▶ _Given data_:

use super::error::CflError;
use super::graph::*;

#[derive(Debug, Clone, Copy, PartialEq, Eq, PartialOrd, Ord, Hash)]
enum Sym {
    A,
    B,
    S,
}

use Sym::*;

fn node_set(nodes: &[usize]) -> rustc_hash::FxHashSet<Node> {
    nodes.iter().map(|&n| Node(n)).collect()
}

#[test]
fn add_and_query_edges() {
    let mut graph = LabeledGraph::new(4);
    assert!(graph.is_empty());

    assert_eq!(graph.add_edge(Node(1), Node(2), A), Ok(true));
    assert_eq!(graph.add_edge(Node(1), Node(3), A), Ok(true));
    assert_eq!(graph.add_edge(Node(1), Node(2), B), Ok(true));
    assert_eq!(graph.add_edge(Node(0), Node(2), A), Ok(true));

    assert!(graph.has_edge(Node(1), Node(2), A));
    assert!(graph.has_edge(Node(1), Node(2), B));
    assert!(!graph.has_edge(Node(2), Node(1), A));
    assert!(!graph.has_edge(Node(1), Node(2), S));
    assert_eq!(graph.len(), 4);

    let succs = graph.successors_by_label(Node(1));
    assert_eq!(succs.len(), 2);
    assert_eq!(succs[&A], node_set(&[2, 3]));
    assert_eq!(succs[&B], node_set(&[2]));

    let preds = graph.predecessors_by_label(Node(2));
    assert_eq!(preds[&A], node_set(&[0, 1]));
    assert_eq!(preds[&B], node_set(&[1]));

    // Nodes without edges, and nodes outside of the domain.
    assert!(graph.successors_by_label(Node(3)).is_empty());
    assert!(graph.predecessors_by_label(Node(0)).is_empty());
    assert!(graph.successors_by_label(Node(42)).is_empty());
}

#[test]
fn duplicate_edges_are_ignored() {
    let mut graph = LabeledGraph::new(3);
    assert_eq!(graph.add_edge(Node(0), Node(1), A), Ok(true));
    assert_eq!(graph.add_edge(Node(0), Node(1), A), Ok(false));
    assert_eq!(graph.insert(Edge::new(0, 1, A)), Ok(false));

    assert_eq!(graph.len(), 1);
    assert_eq!(graph.edges(), &[Edge::new(0, 1, A)]);
    assert_eq!(graph.successors_by_label(Node(0))[&A].len(), 1);
    assert_eq!(graph.label_counts()[&A], 1);
}

#[test]
fn enumeration_and_statistics() {
    let graph = LabeledGraph::from_edges(
        10,
        [
            Edge::new(3, 4, A),
            Edge::new(4, 5, B),
            Edge::new(3, 5, A),
            Edge::new(3, 4, A),
        ],
    )
    .unwrap();

    assert_eq!(
        graph.edges(),
        &[Edge::new(3, 4, A), Edge::new(4, 5, B), Edge::new(3, 5, A)]
    );
    assert_eq!(graph.node_count(), 10);
    assert_eq!(graph.active_node_count(), 3);
    assert_eq!(graph.label_counts().len(), 2);
    assert_eq!(graph.label_counts()[&A], 2);
    assert_eq!(graph.edges_with_label(B).count(), 1);
    assert!(graph.contains(&Edge::new(4, 5, B)));
    assert_eq!(graph.edge_set().len(), 3);
}

#[test]
fn invalid_edges() {
    let mut graph = LabeledGraph::new(2);
    let err = graph.add_edge(Node(0), Node(2), A).unwrap_err();
    assert_eq!(
        err,
        CflError::InvalidEdge {
            src: 0,
            dst: 2,
            label: "A".to_owned(),
            reason: "node 2 is outside of the domain 0..2".to_owned(),
        }
    );
    assert!(graph.is_empty());

    graph.restrict_labels([A, B]);
    assert_eq!(graph.add_edge(Node(0), Node(1), B), Ok(true));
    let err = graph.add_edge(Node(0), Node(1), S).unwrap_err();
    assert!(matches!(err, CflError::InvalidEdge { .. }));
    assert_eq!(
        err.to_string(),
        "invalid edge 0 -S-> 1: label is not part of the alphabet"
    );
    assert_eq!(graph.len(), 1);
    assert_eq!(graph.active_node_count(), 2);
}
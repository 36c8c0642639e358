use cfl::grammar::{Alphabet, Grammar, ProductionTable, Symbol};
use cfl::graph::Edge;
use utils::DiagnosticEmitter;

use crate::lexer::{LexResult, Token, TokenValue};

/// Largest node id accepted in an edge list. Every id below it is part of
/// the node domain, so it bounds the size of the graph.
pub const MAX_NODE_ID: usize = (1 << 24) - 1;

/// Initial edges of a graph read from some external format, over the nodes
/// `0..node_count`.
#[derive(Debug, Clone, Default)]
pub struct EdgeList {
    pub edges: Vec<Edge<Symbol>>,
    pub node_count: usize,
    /// Names of the nodes when the input did not number them, indexed by
    /// node id. `None` means the ids themselves are the names.
    pub node_names: Option<Vec<String>>,
    pub alphabet: Alphabet,
}

#[derive(Debug, Clone, Default)]
pub struct ParsedGrammar {
    pub productions: ProductionTable<Symbol>,
    pub alphabet: Alphabet,
}

/// Parses two line based formats:
/// * edge lists, one `src dst label` triple per line,
/// * grammars, one `Head -> Body | Body ...` production per line, where a
///   body is one or two symbols or `eps`.
pub struct Parser<'src> {
    current_tok: usize,
    tokens: Vec<Token>,
    alphabet: Alphabet,
    diag: &'src mut DiagnosticEmitter,
}

use TokenValue::*;

impl<'src> Parser<'src> {
    pub fn new(lexed: LexResult, diag: &'src mut DiagnosticEmitter) -> Self {
        let LexResult { tokens, alphabet } = lexed;
        Parser {
            current_tok: 0,
            tokens,
            alphabet,
            diag,
        }
    }

    pub fn parse_edges(mut self) -> Option<EdgeList> {
        let mut node_count = 0;
        let mut edges = Vec::new();
        loop {
            self.skip_blank_lines();
            if self.is_at_end() {
                break;
            }
            let src = self.consume_node("Expected the source node of an edge.")?;
            let dst = self.consume_node("Expected the target node of an edge.")?;
            let label = self.consume_name("Expected the label of an edge.")?;
            self.consume_line_end()?;

            node_count = node_count.max(src.max(dst) + 1);
            edges.push(Edge::new(src, dst, label));
        }

        Some(EdgeList {
            edges,
            node_count,
            node_names: None,
            alphabet: self.alphabet,
        })
    }

    pub fn parse_grammar(mut self) -> Option<ParsedGrammar> {
        let mut productions = ProductionTable::new();
        loop {
            self.skip_blank_lines();
            if self.is_at_end() {
                break;
            }
            let head = self.consume_name("Expected the head of a production.")?;
            self.consume(Arrow, "Expected '->' after the head of a production.")?;
            loop {
                self.parse_body(head, &mut productions)?;
                if self.try_consume(Pipe).is_none() {
                    break;
                }
            }
            self.consume_line_end()?;
        }

        Some(ParsedGrammar {
            productions,
            alphabet: self.alphabet,
        })
    }

    fn parse_body(&mut self, head: Symbol, productions: &mut ProductionTable<Symbol>) -> Option<()> {
        let start = self.peek();
        if self.try_consume(Epsilon).is_some() {
            productions.add_epsilon(head);
            return Some(());
        }

        let mut body = Vec::new();
        while let Name(sym) = self.peek().value {
            self.advance();
            body.push(sym);
        }

        let added = match body[..] {
            [] => {
                self.error(self.peek(), "Expected the body of a production.");
                return None;
            }
            [single] => productions.add_unary(head, single).is_ok(),
            [left, right] => productions.add_binary(head, left, right).is_ok(),
            _ => {
                self.error(
                    start,
                    "Production bodies can have at most two symbols, normalize the grammar first.",
                );
                return None;
            }
        };

        if !added {
            let existing = match body[..] {
                [single] => productions.unary(single),
                [left, right] => productions.combine(left, right),
                _ => None,
            };
            let body: Vec<_> = body.iter().map(|&s| self.alphabet.name(s)).collect();
            let existing = existing.map_or("", |s| self.alphabet.name(s));
            let msg = format!(
                "Conflicting production, '{}' already reduces to '{existing}', cannot also reduce to '{}'.",
                body.join(" "),
                self.alphabet.name(head)
            );
            self.error(start, &msg);
            return None;
        }
        Some(())
    }

    fn skip_blank_lines(&mut self) {
        while self.try_consume(EndOfLine).is_some() {}
    }

    fn consume_line_end(&mut self) -> Option<()> {
        if self.is_at_end() || self.try_consume(EndOfLine).is_some() {
            return Some(());
        }
        self.error(self.peek(), "Expected end of line.");
        None
    }

    fn consume_integer(&mut self, msg: &str) -> Option<usize> {
        if let Integer(value) = self.peek().value {
            self.advance();
            return Some(value);
        }
        self.error(self.peek(), msg);
        None
    }

    fn consume_node(&mut self, msg: &str) -> Option<usize> {
        let tok = self.peek();
        let id = self.consume_integer(msg)?;
        if id > MAX_NODE_ID {
            self.error(
                tok,
                &format!("Node id is larger than the supported maximum of {MAX_NODE_ID}."),
            );
            return None;
        }
        Some(id)
    }

    fn consume_name(&mut self, msg: &str) -> Option<Symbol> {
        if let Name(sym) = self.peek().value {
            self.advance();
            return Some(sym);
        }
        self.error(self.peek(), msg);
        None
    }

    fn peek(&self) -> Token {
        self.tokens[self.current_tok]
    }

    fn previous(&self) -> Token {
        self.tokens[self.current_tok - 1]
    }

    fn is_at_end(&self) -> bool {
        matches!(self.peek().value, EndOfFile)
    }

    fn check(&self, tok_val: TokenValue) -> bool {
        if self.is_at_end() {
            false
        } else {
            core::mem::discriminant(&self.peek().value) == core::mem::discriminant(&tok_val)
        }
    }

    fn advance(&mut self) -> Token {
        if !self.is_at_end() {
            self.current_tok += 1;
        }
        self.previous()
    }

    fn consume(&mut self, tok_val: TokenValue, s: &str) -> Option<Token> {
        if self.check(tok_val) {
            return Some(self.advance());
        }
        self.error(self.peek(), s);
        None
    }

    fn try_consume(&mut self, tok_val: TokenValue) -> Option<Token> {
        if self.check(tok_val) {
            return Some(self.advance());
        }
        None
    }

    fn error(&mut self, tok: Token, s: &str) {
        let item = format!("at {}", tok.describe(&self.alphabet));
        self.diag.report(tok.line_num.0, &item, s);
    }
}
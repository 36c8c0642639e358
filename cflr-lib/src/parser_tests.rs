use cfl::grammar::{Alphabet, Grammar};
use cfl::graph::{Edge, Node};
use utils::DiagnosticEmitter;

use super::parser::*;
use super::{build_graph, default_grammar, load_edges, load_grammar};

fn parse_edges(source: &str) -> (Option<EdgeList>, String) {
    let mut diag = DiagnosticEmitter::log_to_buffer();
    let result = load_edges(source, Alphabet::new(), &mut diag);
    (result, diag.err_buffer().unwrap())
}

fn parse_grammar(source: &str) -> (Option<ParsedGrammar>, String) {
    let mut diag = DiagnosticEmitter::log_to_buffer();
    let result = load_grammar(source, Alphabet::new(), &mut diag);
    (result, diag.err_buffer().unwrap())
}

#[test]
fn parse_edge_list() {
    let (result, errors) = parse_edges("# header\n10 20 A\n\n20 30 B\n10 20 A\n");
    let list = result.unwrap();
    assert_eq!(errors, "");

    let a = list.alphabet.lookup("A").unwrap();
    let b = list.alphabet.lookup("B").unwrap();
    assert_eq!(list.node_names, None);
    assert_eq!(list.node_count, 31);
    assert_eq!(
        list.edges,
        vec![Edge::new(10, 20, a), Edge::new(20, 30, b), Edge::new(10, 20, a)]
    );
}

#[test]
fn edge_list_keeps_sparse_ids() {
    let (result, errors) = parse_edges("5 0 A\n0 1 B\n3 3 A\n");
    let list = result.unwrap();
    assert_eq!(errors, "");

    let a = list.alphabet.lookup("A").unwrap();
    let b = list.alphabet.lookup("B").unwrap();
    assert_eq!(list.node_count, 6);
    assert_eq!(
        list.edges,
        vec![Edge::new(5, 0, a), Edge::new(0, 1, b), Edge::new(3, 3, a)]
    );
}

#[test]
fn parse_empty_edge_list() {
    let (result, errors) = parse_edges("\n\n# nothing here\n");
    let list = result.unwrap();
    assert!(list.edges.is_empty());
    assert_eq!(list.node_count, 0);
    assert_eq!(errors, "");
}

#[test]
fn edge_list_errors() {
    let cases = [
        ("1 2\n", "[line 1] Error at end of line: Expected the label of an edge.\n"),
        ("1 2 A B\n", "[line 1] Error at 'B': Expected end of line.\n"),
        ("1 A 2\n", "[line 1] Error at 'A': Expected the target node of an edge.\n"),
        ("1 2 A\nS -> A", "[line 2] Error at 'S': Expected the source node of an edge.\n"),
        ("1", "[line 1] Error at end of file: Expected the target node of an edge.\n"),
        (
            "0 16777216 A\n",
            "[line 1] Error at '16777216': Node id is larger than the supported maximum of 16777215.\n",
        ),
    ];
    for (source, expected) in cases {
        let (result, errors) = parse_edges(source);
        assert!(result.is_none(), "{source}");
        assert_eq!(errors, expected);
    }
}

#[test]
fn parse_productions() {
    let (result, errors) = parse_grammar("S -> A B | S B\n\nT -> S # unary\nE -> eps\n");
    let ParsedGrammar {
        productions,
        alphabet,
    } = result.unwrap();
    assert_eq!(errors, "");

    let sym = |name| alphabet.lookup(name).unwrap();
    assert_eq!(productions.combine(sym("A"), sym("B")), Some(sym("S")));
    assert_eq!(productions.combine(sym("S"), sym("B")), Some(sym("S")));
    assert_eq!(productions.combine(sym("B"), sym("A")), None);
    assert_eq!(productions.unary(sym("S")), Some(sym("T")));
    assert_eq!(productions.epsilon(), &[sym("E")]);
    assert_eq!(productions.len(), 4);
}

#[test]
fn grammar_errors() {
    let cases = [
        (
            "S -> A B C",
            "[line 1] Error at 'A': Production bodies can have at most two symbols, normalize the grammar first.\n",
        ),
        (
            "S -> A B\nT -> A B\n",
            "[line 2] Error at 'A': Conflicting production, 'A B' already reduces to 'S', cannot also reduce to 'T'.\n",
        ),
        (
            "S -> A\nT -> A\n",
            "[line 2] Error at 'A': Conflicting production, 'A' already reduces to 'S', cannot also reduce to 'T'.\n",
        ),
        (
            "S A B",
            "[line 1] Error at 'A': Expected '->' after the head of a production.\n",
        ),
        ("S -> | A", "[line 1] Error at '|': Expected the body of a production.\n"),
        ("S ->\n", "[line 1] Error at end of line: Expected the body of a production.\n"),
        ("S -> eps A", "[line 1] Error at 'A': Expected end of line.\n"),
        ("-> A", "[line 1] Error at '->': Expected the head of a production.\n"),
    ];
    for (source, expected) in cases {
        let (result, errors) = parse_grammar(source);
        assert!(result.is_none(), "{source}");
        assert_eq!(errors, expected);
    }
}

#[test]
fn grammar_and_edges_share_symbols() {
    let mut diag = DiagnosticEmitter::log_to_buffer();
    let grammar = load_grammar("S -> A B", Alphabet::new(), &mut diag).unwrap();
    let s = grammar.alphabet.lookup("S").unwrap();
    let list = load_edges("1 2 B\n2 3 C", grammar.alphabet.clone(), &mut diag).unwrap();

    assert_eq!(list.alphabet.lookup("S"), Some(s));
    assert_eq!(list.alphabet.lookup("B"), grammar.alphabet.lookup("B"));
    assert_eq!(list.alphabet.len(), 4);
    assert_eq!(diag.err_buffer().unwrap(), "");
}

#[test]
fn build_initial_graph() {
    let mut diag = DiagnosticEmitter::log_to_buffer();
    let grammar = default_grammar().unwrap();
    let list = load_edges("5 6 A\n6 7 B\n5 6 A\n", grammar.alphabet, &mut diag).unwrap();
    let graph = build_graph(&list, &mut diag).unwrap();

    let a = list.alphabet.lookup("A").unwrap();
    assert_eq!(graph.len(), 2);
    assert_eq!(graph.node_count(), 8);
    assert_eq!(graph.active_node_count(), 3);
    assert!(graph.has_edge(Node(5), Node(6), a));
    assert_eq!(diag.err_buffer().unwrap(), "");
}

#[test]
fn default_grammar_rule() {
    let ParsedGrammar {
        productions,
        alphabet,
    } = default_grammar().unwrap();
    let sym = |name| alphabet.lookup(name).unwrap();
    assert_eq!(productions.combine(sym("A"), sym("B")), Some(sym("S")));
    assert_eq!(productions.len(), 1);
}
use std::process::ExitCode;

use cflr_driver::Opt;
use clap::Parser;
use utils::DiagnosticEmitter;

fn main() -> ExitCode {
    env_logger::init();
    let opts = Opt::parse();

    let mut diag = DiagnosticEmitter::new(Box::new(std::io::stdout()), Box::new(std::io::stderr()));
    let Some(graph) = read_file(&opts.filename, &mut diag) else {
        return ExitCode::from(1);
    };
    let grammar = match &opts.grammar {
        Some(path) => match read_file(path, &mut diag) {
            Some(contents) => Some(contents),
            None => return ExitCode::from(1),
        },
        None => None,
    };

    if cflr_driver::process_source(&graph, grammar.as_deref(), &mut diag, &opts).is_none() {
        return ExitCode::from(1);
    }

    ExitCode::from(0)
}

fn read_file(path: &str, diag: &mut DiagnosticEmitter) -> Option<String> {
    match std::fs::read_to_string(path) {
        Ok(contents) => Some(contents),
        Err(err) => {
            diag.err_ln(&format!("Failed to read '{path}': {err}"));
            None
        }
    }
}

▶ _Exercise goal_:
Please copy every line of the records above in which "than" appears.

▶ _Written answer_:
                &format!("Node id is larger than the supported maximum of {MAX_NODE_ID}."),
            "[line 1] Error at '16777216': Node id is larger than the supported maximum of 16777215.\n",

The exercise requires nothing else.